São tantos os fatos nojentos, abjetos, desprezíveis, repugnantes, ignóbeis, repulsivos, sórdidos, vomitativos, indecorosos e nauseabundos ao redor que, embora eu seja um notório perdulário de palavras, capaz de gastar 10 onde bastaria uma (asqueroso?), ainda assim me sinto... Bem, me sinto sem palavras. Mas após ler (ou, vá lá, “compulsar”) cerca de 2 mil livros sobre história do Brasil e ter escrito 33 (diga 33) sobre o tema, julgo estar qualificado para emitir juízos de valor sobre o país. Mas não é fácil.

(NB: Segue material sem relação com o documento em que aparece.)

//! Browser-facing message types.

use bytes::Bytes;
use serde::{Deserialize, Serialize};
use serde_json::Value;

use crate::core::upstream::JsonObject;

/// Maximum allowed size for instructions (100 KB)
pub const MAX_INSTRUCTIONS_SIZE: usize = 100 * 1024;

/// Raw frame received from the browser.
#[derive(Debug, Clone, PartialEq)]
pub enum ClientFrame {
    Text(String),
    /// Raw microphone audio
    Binary(Bytes),
}

// =============================================================================
// Incoming Messages (Client -> Bridge)
// =============================================================================

/// Control messages the browser may send as JSON text frames.
#[derive(Debug, Clone, PartialEq, Deserialize)]
#[serde(tag = "type")]
pub enum ClientControlMessage {
    /// Optional label and instructions for the session
    #[serde(rename = "session.init")]
    SessionInit {
        #[serde(default, rename = "sessionId")]
        session_id: Option<String>,
        #[serde(default)]
        instructions: Option<String>,
    },

    /// Barge-in: cancel generation and drop uncommitted audio
    #[serde(rename = "interrupt")]
    Interrupt {},

    /// Commit buffered input audio (manual turn detection)
    #[serde(rename = "commit")]
    Commit {},

    /// Request a generation, overriding response defaults per key
    #[serde(rename = "response.create")]
    ResponseCreate {
        #[serde(default)]
        response: Option<JsonObject>,
    },

    /// Merge keys into the live session configuration
    #[serde(rename = "session.update")]
    SessionUpdate { session: JsonObject },
}

impl ClientControlMessage {
    /// Wire name of every recognized message type.
    pub const TYPES: [&'static str; 5] = [
        "session.init",
        "interrupt",
        "commit",
        "response.create",
        "session.update",
    ];
}

// =============================================================================
// Outgoing Messages (Bridge -> Client)
// =============================================================================

/// Events the bridge itself originates.
#[derive(Debug, Clone, PartialEq, Serialize)]
#[serde(tag = "type")]
pub enum BridgeEvent {
    #[serde(rename = "ready")]
    Ready {
        #[serde(rename = "sessionId")]
        session_id: String,
    },

    #[serde(rename = "error")]
    Error {
        message: String,
        #[serde(skip_serializing_if = "Option::is_none")]
        details: Option<Value>,
    },

    #[serde(rename = "transcript.partial")]
    TranscriptPartial { transcript: String },

    #[serde(rename = "transcript.final")]
    TranscriptFinal { transcript: String },

    #[serde(rename = "turn.complete")]
    TurnComplete {
        #[serde(rename = "responseId")]
        response_id: String,
    },

    #[serde(rename = "closing")]
    Closing { reason: String },
}

impl BridgeEvent {
    pub fn error(message: impl Into<String>, details: Option<Value>) -> Self {
        BridgeEvent::Error {
            message: message.into(),
            details,
        }
    }
}

/// Outbound routing for the client socket writer.
#[derive(Debug, Clone, PartialEq)]
pub enum ClientRoute {
    /// Bridge-originated event
    Event(BridgeEvent),
    /// Upstream frame, already serialized
    Passthrough(String),
    /// Close the client socket
    Close,
}
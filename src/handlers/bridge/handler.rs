use axum::{
    Extension,
    extract::{
        State,
        ws::{Message, WebSocket, WebSocketUpgrade},
    },
    response::Response,
};
use futures::{SinkExt, StreamExt};
use std::net::IpAddr;
use std::sync::Arc;
use tokio::sync::mpsc;
use tokio::time::{Duration, Instant};
use tokio::{select, time::timeout};
use tracing::{debug, error, info, warn};

use crate::core::session::{ClientFrame, ClientRoute, Session, SessionDriver};
use crate::middleware::ClientIp;
use crate::state::AppState;

/// Optimized channel buffer size for audio workloads
const CHANNEL_BUFFER_SIZE: usize = 1024;

/// Maximum WebSocket frame size (10 MB)
const MAX_WS_FRAME_SIZE: usize = 10 * 1024 * 1024;

/// Maximum WebSocket message size (10 MB)
const MAX_WS_MESSAGE_SIZE: usize = 10 * 1024 * 1024;

/// How often the socket loop checks for an idle client
const IDLE_CHECK_INTERVAL: Duration = Duration::from_secs(30);

/// How long to wait for the session and sender to wind down after the loop
const SHUTDOWN_GRACE: Duration = Duration::from_secs(5);

/// Releases a connection slot when the socket is done, or when the upgrade
/// never happens.
struct ConnectionSlot {
    state: Arc<AppState>,
    ip: Option<IpAddr>,
}

impl Drop for ConnectionSlot {
    fn drop(&mut self) {
        if let Some(ip) = self.ip {
            self.state.release_connection(ip);
        }
    }
}

/// Voice bridge WebSocket handler
///
/// Upgrades the HTTP connection and runs one bridge session for its lifetime.
///
/// # Arguments
/// * `ws` - The WebSocket upgrade request from Axum
/// * `state` - Application state with configuration, tools and the upstream connector
/// * `client_ip` - Set by the connection limit middleware when a slot was reserved
pub async fn voice_bridge_handler(
    ws: WebSocketUpgrade,
    State(state): State<Arc<AppState>>,
    client_ip: Option<Extension<ClientIp>>,
) -> Response {
    let slot = ConnectionSlot {
        state: state.clone(),
        ip: client_ip.map(|Extension(ClientIp(ip))| ip),
    };
    debug!(ip = ?slot.ip, "Voice bridge WebSocket upgrade requested");

    ws.max_frame_size(MAX_WS_FRAME_SIZE)
        .max_message_size(MAX_WS_MESSAGE_SIZE)
        .on_upgrade(move |socket| async move {
            handle_bridge_socket(socket, state).await;
            drop(slot);
        })
}

async fn handle_bridge_socket(socket: WebSocket, app_state: Arc<AppState>) {
    let session_id = Session::generate_id();
    info!(session_id = %session_id, "Voice bridge WebSocket connection established");

    let (mut sender, mut receiver) = socket.split();
    let (client_tx, mut client_rx) = mpsc::channel::<ClientRoute>(CHANNEL_BUFFER_SIZE);

    // Sender task for outgoing messages
    let sender_task = tokio::spawn(async move {
        while let Some(route) = client_rx.recv().await {
            let should_close = matches!(route, ClientRoute::Close);

            let result = match route {
                ClientRoute::Event(event) => match serde_json::to_string(&event) {
                    Ok(json_str) => sender.send(Message::Text(json_str.into())).await,
                    Err(e) => {
                        error!("Failed to serialize bridge event: {}", e);
                        continue;
                    }
                },
                ClientRoute::Passthrough(text) => sender.send(Message::Text(text.into())).await,
                ClientRoute::Close => sender.send(Message::Close(None)).await,
            };

            if let Err(e) = result {
                debug!("Failed to send WebSocket message: {}", e);
                break;
            }

            if should_close {
                break;
            }
        }
    });

    let settings = app_state.session_settings(session_id.clone());
    let (handle, mut driver_task) = SessionDriver::spawn(
        settings,
        app_state.connector.clone(),
        app_state.tools.clone(),
        client_tx,
    );

    let idle_timeout = app_state.config.idle_timeout();
    let idle_check = IDLE_CHECK_INTERVAL.min(idle_timeout);
    let mut last_activity = Instant::now();
    let mut finished: Option<Session> = None;
    let mut driver_done = false;

    loop {
        select! {
            msg_result = receiver.next() => {
                last_activity = Instant::now();

                match msg_result {
                    Some(Ok(Message::Text(text))) => {
                        handle.client_frame(ClientFrame::Text(text.to_string()));
                    }
                    Some(Ok(Message::Binary(data))) => {
                        handle.client_frame(ClientFrame::Binary(data));
                    }
                    Some(Ok(Message::Ping(_))) | Some(Ok(Message::Pong(_))) => {}
                    Some(Ok(Message::Close(_))) | None => {
                        info!(session_id = %session_id, "Voice bridge connection closed by client");
                        break;
                    }
                    Some(Err(e)) => {
                        warn!(session_id = %session_id, "Voice bridge WebSocket error: {}", e);
                        break;
                    }
                }
            }
            result = &mut driver_task => {
                driver_done = true;
                match result {
                    Ok(session) => finished = Some(session),
                    Err(e) => error!(session_id = %session_id, "Session task failed: {}", e),
                }
                break;
            }
            _ = tokio::time::sleep(idle_check) => {
                if last_activity.elapsed() >= idle_timeout {
                    warn!(
                        session_id = %session_id,
                        "Voice bridge connection idle for {}s, closing",
                        last_activity.elapsed().as_secs()
                    );
                    handle.shutdown("idle_timeout", "Connection closed due to inactivity");
                }
            }
        }
    }

    // Cleanup
    handle.client_closed();
    if !driver_done {
        match timeout(SHUTDOWN_GRACE, &mut driver_task).await {
            Ok(Ok(session)) => finished = Some(session),
            Ok(Err(e)) => error!(session_id = %session_id, "Session task failed: {}", e),
            Err(_) => {
                warn!(session_id = %session_id, "Session did not stop in time, aborting");
                driver_task.abort();
            }
        }
    }

    let mut sender_task = sender_task;
    if timeout(SHUTDOWN_GRACE, &mut sender_task).await.is_err() {
        sender_task.abort();
    }

    match finished {
        Some(session) => info!(
            session_id = %session_id,
            turns = session.history().len(),
            lifecycle = %session.lifecycle(),
            "Voice bridge session terminated"
        ),
        None => info!(session_id = %session_id, "Voice bridge session terminated"),
    }
}
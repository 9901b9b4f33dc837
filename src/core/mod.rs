pub mod credentials;
pub mod session;
pub mod tools;
pub mod upstream;

pub use credentials::{ApiKey, CredentialStore};
pub use session::{SessionDriver, SessionHandle, SessionSettings};
pub use tools::{ExecutionError, ToolExecutor, ToolRegistry};
pub use upstream::{UpstreamConnector, UpstreamError};
//! Upstream realtime providers.

mod base;
pub mod openai;

pub use base::{
    FragmentMode, JsonObject, SessionDefaults, TranscriptFragment, TurnDetectionSettings,
    UpstreamCodec, UpstreamConnector, UpstreamError, UpstreamEvent, UpstreamLink, UpstreamMessage,
    UpstreamOp, UpstreamResult,
};
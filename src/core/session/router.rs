//! Inbound frame classification and validation.

use bytes::Bytes;
use serde::Deserialize;
use serde_json::{Value, json};

use super::protocol::{ClientControlMessage, ClientFrame, MAX_INSTRUCTIONS_SIZE};
use crate::core::upstream::JsonObject;
use crate::errors::{BridgeError, BridgeResult};

/// A validated client frame.
#[derive(Debug, Clone, PartialEq)]
pub enum RoutedFrame {
    Audio(Bytes),
    Control(ClientControlMessage),
}

/// Classify a client frame. Binary frames are always audio.
pub fn route(frame: ClientFrame) -> BridgeResult<RoutedFrame> {
    match frame {
        ClientFrame::Binary(data) => Ok(RoutedFrame::Audio(data)),
        ClientFrame::Text(text) => parse_control(&text).map(RoutedFrame::Control),
    }
}

/// Parse and validate a JSON control message.
pub fn parse_control(text: &str) -> BridgeResult<ClientControlMessage> {
    let value: Value = serde_json::from_str(text)
        .map_err(|e| BridgeError::protocol_with("Invalid JSON", json!({ "reason": e.to_string() })))?;

    let Some(kind) = value.get("type").and_then(Value::as_str) else {
        return Err(BridgeError::protocol("Message must be an object with a string `type`"));
    };

    if !ClientControlMessage::TYPES.contains(&kind) {
        return Err(BridgeError::protocol_with(
            "Unrecognized message type",
            json!({ "type": kind, "expected": ClientControlMessage::TYPES }),
        ));
    }

    let message = ClientControlMessage::deserialize(&value).map_err(|e| {
        BridgeError::protocol_with(
            format!("Malformed {kind} message"),
            json!({ "reason": e.to_string() }),
        )
    })?;

    validate_size(&message)?;
    Ok(message)
}

fn validate_size(message: &ClientControlMessage) -> BridgeResult<()> {
    let instructions = match message {
        ClientControlMessage::SessionInit { instructions, .. } => instructions.as_deref(),
        ClientControlMessage::SessionUpdate { session } => {
            session.get("instructions").and_then(Value::as_str)
        }
        ClientControlMessage::ResponseCreate { response } => response
            .as_ref()
            .and_then(|r| r.get("instructions"))
            .and_then(Value::as_str),
        _ => None,
    };

    match instructions {
        Some(text) if text.len() > MAX_INSTRUCTIONS_SIZE => Err(BridgeError::protocol_with(
            "Instructions too large",
            json!({ "size": text.len(), "max": MAX_INSTRUCTIONS_SIZE }),
        )),
        _ => Ok(()),
    }
}

/// Shallow per-key merge: keys in `overrides` replace those in `base`.
pub fn merge_fields(base: &mut JsonObject, overrides: &JsonObject) {
    for (key, value) in overrides {
        base.insert(key.clone(), value.clone());
    }
}

#[cfg(test)]
mod tests {
    use super::*;

    fn protocol_message(err: BridgeError) -> String {
        match err {
            BridgeError::ClientProtocol { message, .. } => message,
            other => panic!("expected protocol error, got {other:?}"),
        }
    }

    #[test]
    fn test_binary_is_audio() {
        let routed = route(ClientFrame::Binary(Bytes::from_static(b"\x00\x01"))).unwrap();
        assert_eq!(routed, RoutedFrame::Audio(Bytes::from_static(b"\x00\x01")));
    }

    #[test]
    fn test_invalid_json() {
        let err = route(ClientFrame::Text("{not json".to_string())).unwrap_err();
        assert_eq!(protocol_message(err), "Invalid JSON");
    }

    #[test]
    fn test_missing_type() {
        assert!(parse_control("[1,2,3]").is_err());
        assert!(parse_control(r#"{"kind":"commit"}"#).is_err());
    }

    #[test]
    fn test_unrecognized_type() {
        let err = parse_control(r#"{"type":"conversation.item.delete"}"#).unwrap_err();
        assert_eq!(protocol_message(err), "Unrecognized message type");
    }

    #[test]
    fn test_malformed_shape() {
        let err = parse_control(r#"{"type":"session.update","session":42}"#).unwrap_err();
        assert_eq!(protocol_message(err), "Malformed session.update message");
    }

    #[test]
    fn test_recognized_messages() {
        assert_eq!(
            parse_control(r#"{"type":"commit"}"#).unwrap(),
            ClientControlMessage::Commit {}
        );
        assert!(matches!(
            parse_control(r#"{"type":"response.create","response":{"voice":"verse"}}"#).unwrap(),
            ClientControlMessage::ResponseCreate { response: Some(_) }
        ));
    }

    #[test]
    fn test_oversized_instructions_rejected() {
        let big = "x".repeat(MAX_INSTRUCTIONS_SIZE + 1);
        let text = json!({"type": "session.init", "instructions": big}).to_string();
        let err = parse_control(&text).unwrap_err();
        assert_eq!(protocol_message(err), "Instructions too large");

        let text = json!({"type": "session.update", "session": {"instructions": "x".repeat(MAX_INSTRUCTIONS_SIZE + 1)}})
            .to_string();
        assert!(parse_control(&text).is_err());
    }

    #[test]
    fn test_merge_fields_per_key() {
        let mut base = JsonObject::new();
        base.insert("voice".into(), json!("alloy"));
        base.insert("modalities".into(), json!(["text", "audio"]));

        let mut overrides = JsonObject::new();
        overrides.insert("voice".into(), json!("verse"));
        overrides.insert("temperature".into(), json!(0.7));

        merge_fields(&mut base, &overrides);

        assert_eq!(base["voice"], "verse");
        assert_eq!(base["modalities"], json!(["text", "audio"]));
        assert_eq!(base["temperature"], 0.7);
    }
}
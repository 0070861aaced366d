//! The client-side session object: owns the ssh subprocess, the mux, the
//! RPC client, and the HTTP transport registration, and drives the
//! four-state lifecycle of spec §4.8.

use crate::error::{Result, TransportError};
use crate::http_transport::HttpTransportHandle;
use crate::mux::{MuxSession, SharedMux};
use crate::pipe_conn::PipeConn;
use crate::rpc::proto::chunk_store_client::ChunkStoreClient;
use crate::shutdown::Shutdown;
use crate::stderr_buffer::StderrBuffer;
use std::sync::Arc;
use tokio::process::Child;
use tokio::sync::Mutex;
use tonic::transport::Channel;
use tracing::{info, warn};
use yamux::Mode;

/// The four states a session can occupy (spec §4.8). `Spawning` is
/// implicit — a `Session` is only constructed once it has already reached
/// `Active`, since `TransferFactory::connect` does not return a handle
/// until the mux is established.
#[derive(Debug, Clone, Copy, PartialEq, Eq)]
pub enum State {
    Active,
    Closing,
    Failed,
    Closed,
}

struct Inner {
    state: Mutex<State>,
    child: Mutex<Child>,
    mux: SharedMux,
    rpc: Mutex<ChunkStoreClient<Channel>>,
    http: HttpTransportHandle,
    stderr: StderrBuffer,
    shutdown: Shutdown,
}

/// A live connection to one remote `transfer` subcommand.
#[derive(Clone)]
pub struct Session {
    inner: Arc<Inner>,
}

impl Session {
    /// Spawn the ssh subprocess for `command`, establish the mux, dial the
    /// RPC client, and register the HTTP transport. Returns a `Session` in
    /// the `Active` state, or `Failed` information folded into the error.
    pub(crate) async fn connect(mut child: Child) -> Result<Self> {
        let stdin = child.stdin.take().ok_or(TransportError::RemoteExited)?;
        let stdout = child.stdout.take().ok_or(TransportError::RemoteExited)?;
        let stderr_pipe = child.stderr.take().ok_or(TransportError::RemoteExited)?;

        let stderr = StderrBuffer::spawn(stderr_pipe);
        let pipe = PipeConn::new(stdout, stdin);
        let mux: SharedMux = Arc::new(MuxSession::new(pipe, Mode::Client));

        let rpc = match crate::rpc::client::connect(mux.clone()).await {
            Ok(rpc) => rpc,
            Err(cause) => {
                let text = stderr.filtered_text().await;
                return Err(
                    crate::factory::TransferFactory::diagnose(
                        "dialing rpc client over mux",
                        "",
                        &text,
                        cause,
                    )
                    .await,
                );
            }
        };
        let http = HttpTransportHandle::register(mux.clone());
        let shutdown = Shutdown::new();

        let session = Self {
            inner: Arc::new(Inner {
                state: Mutex::new(State::Active),
                child: Mutex::new(child),
                mux,
                rpc: Mutex::new(rpc),
                http,
                stderr,
                shutdown,
            }),
        };

        session.spawn_monitor();
        Ok(session)
    }

    /// Forces the mux's read loop to keep running by repeatedly accepting
    /// substreams the remote side never opens; the accept resolves with
    /// `Ok(None)` or an error the instant the remote process exits and the
    /// pipe closes, which is how remote-exit detection is wired without a
    /// dedicated protocol message (spec §9, "subprocess exit detection").
    fn spawn_monitor(&self) {
        let inner = self.inner.clone();
        let shutdown = inner.shutdown.child();
        tokio::spawn(async move {
            loop {
                tokio::select! {
                    _ = shutdown.recv() => break,
                    result = inner.mux.accept_stream() => {
                        match result {
                            Ok(Some(_)) => continue,
                            Ok(None) | Err(_) => {
                                warn!("remote transfer process exited");
                                *inner.state.lock().await = State::Failed;
                                inner.shutdown.cancel();
                                break;
                            }
                        }
                    }
                }
            }
        });
    }

    pub fn mux(&self) -> SharedMux {
        self.inner.mux.clone()
    }

    pub fn http(&self) -> HttpTransportHandle {
        self.inner.http.clone()
    }

    pub async fn rpc(&self) -> Result<ChunkStoreClient<Channel>> {
        match *self.inner.state.lock().await {
            State::Active => Ok(self.inner.rpc.lock().await.clone()),
            State::Failed => Err(TransportError::RemoteExited),
            State::Closing | State::Closed => Err(TransportError::Closed),
        }
    }

    pub async fn state(&self) -> State {
        *self.inner.state.lock().await
    }

    /// Runs the fixed teardown order from spec §4.7.
    pub async fn close(&self) -> Result<()> {
        {
            let mut state = self.inner.state.lock().await;
            if matches!(*state, State::Closing | State::Closed) {
                return Ok(());
            }
            *state = State::Closing;
        }

        self.inner.http.unregister();
        self.inner.shutdown.cancel();
        // mux.close() sends yamux's own termination frame over the pipe,
        // which is what actually signals EOF to the remote `transfer`
        // process (the pipe's stdin handle itself is owned by the mux's
        // internal connection, not exposed back to `Session`, per
        // PipeConn's no-op `AsyncWrite::shutdown`).
        self.inner.mux.close().await.ok();
        {
            let mut child = self.inner.child.lock().await;
            let _ = child.start_kill();
            let _ = child.wait().await;
        }

        *self.inner.state.lock().await = State::Closed;
        info!("session closed");
        Ok(())
    }
}
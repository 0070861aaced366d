//! Cooperative shutdown signalling shared by a [`crate::session::Session`]'s
//! background tasks (mux pump, stderr drainer, RPC/HTTP servers).
//!
//! The teacher crate models this with a `broadcast::Receiver<()>` plus an
//! `is_shutdown` bool, since it only ever needs to notify a fixed set of
//! tasks spawned once at startup. This transport instead needs tasks spawned
//! *after* shutdown has already been decided on (a server loop that checks
//! the token on each iteration of its accept loop), so it uses
//! `tokio_util::sync::CancellationToken`, which can be cloned and awaited an
//! arbitrary number of times from an arbitrary number of tasks, before or
//! after the triggering call to `cancel()`.

use tokio_util::sync::CancellationToken;

/// A cancellation token, clonable and shareable across the tasks that make
/// up one [`crate::session::Session`].
#[derive(Debug, Clone)]
pub struct Shutdown {
    token: CancellationToken,
}

impl Shutdown {
    pub fn new() -> Self {
        Self {
            token: CancellationToken::new(),
        }
    }

    /// A child token: cancelling it alone doesn't affect `self`, but
    /// cancelling `self` cancels it too. Gives each background task its own
    /// handle without letting one task's local cleanup reach back and
    /// cancel its siblings.
    pub fn child(&self) -> Self {
        Self {
            token: self.token.child_token(),
        }
    }

    pub fn cancel(&self) {
        self.token.cancel();
    }

    pub fn is_shutdown(&self) -> bool {
        self.token.is_cancelled()
    }

    /// Resolves once shutdown has been triggered on this token or a parent.
    pub async fn recv(&self) {
        self.token.cancelled().await;
    }
}

impl Default for Shutdown {
    fn default() -> Self {
        Self::new()
    }
}

#[cfg(test)]
mod tests {
    use super::*;

    #[tokio::test]
    async fn recv_resolves_after_cancel() {
        let shutdown = Shutdown::new();
        let waiter = shutdown.clone();
        let handle = tokio::spawn(async move {
            waiter.recv().await;
        });
        assert!(!shutdown.is_shutdown());
        shutdown.cancel();
        handle.await.unwrap();
        assert!(shutdown.is_shutdown());
    }

    #[tokio::test]
    async fn child_is_cancelled_by_parent() {
        let parent = Shutdown::new();
        let child = parent.child();
        parent.cancel();
        assert!(child.is_shutdown());
    }

    #[tokio::test]
    async fn cancelling_child_does_not_cancel_parent() {
        let parent = Shutdown::new();
        let child = parent.child();
        child.cancel();
        assert!(!parent.is_shutdown());
    }
}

Devo começar dizendo que quem quer que se debruce sobre a história do Judiciário sabe do escapulário de malfeitos e despautérios que pendem de suas ações e inações – bastando lembrar que três dos quatro primeiros ouvidores-gerais (o equivalente ao ministro da Justiça nos dias de hoje) voltaram a ferros para Portugal, acusados dos mais variados delitos.
Ainda assim, se comparado ao desgoverno federal e ao lodaçal em que chafurda o Legislativo – este, do deputado troglodita bombado que quer matar juízes do STF, do senador do dinheiro enfiado bem fundo na cueca; do deputapado que não queria comer carne de cachorro, mas arrumou boquinha para filha; da deputada que nunca foi flor de cheiro e teria mandado matar um de seus 56 filhos, depois de tê-lo feito seu marido –, só o que tenho a dizer é: viva a toga. Mas não é fácil.
Tanto é que, ao procurar aqui na estante A Coroa, a Cruz e a Espada, o livro no qual revisito os primórdios do Judiciário na colônia, e dar de cara com Vendendo Saúde: história da propaganda de medicamentos no Brasil, que fiz a convite da Anvisa, tratei de virar a página. E folheando-as, reencontrei aquele que julgo ser um dos primeiros anúncios “medicinais” publicados no país, impresso em 22 de agosto de 1825. Permito-me transcrevê-lo. É fácil:
“Tendo chegado ao conhecimento do público que certas senhoras casadas (como consta até por uns processos civis, nos quais as mesmas ditas senhoras se querem intitular por virgens sem o já poderem ser, fato aliás bem frequente nesta nossa cidade do Rio de Janeiro) se querem elas parecer ou fingirem que são virgens para certas outras pessoas, não é difícil de se capacitarem para tal cousa: basta que se lhes aplique um novo remédio, de cuja aplicação resulta um novo hímen, sendo seu preço medíocre e uso facílimo, mas que funcionará somente se as citadas senhoras já não tenham aplicado outro remédio que lhes prometa fazer o mesmo, mas que não o fará”.
Como ainda parece não haver produto que reconstitua o hímen de sociedades defloradas (que querem ou precisam se intitular vestais sem o já poderem ser), julgo que acreditar na ciência – e na toga – continua sendo o melhor remédio para nações que pareçam estar sempre a um passo de serem violentadas. Mas não é fácil.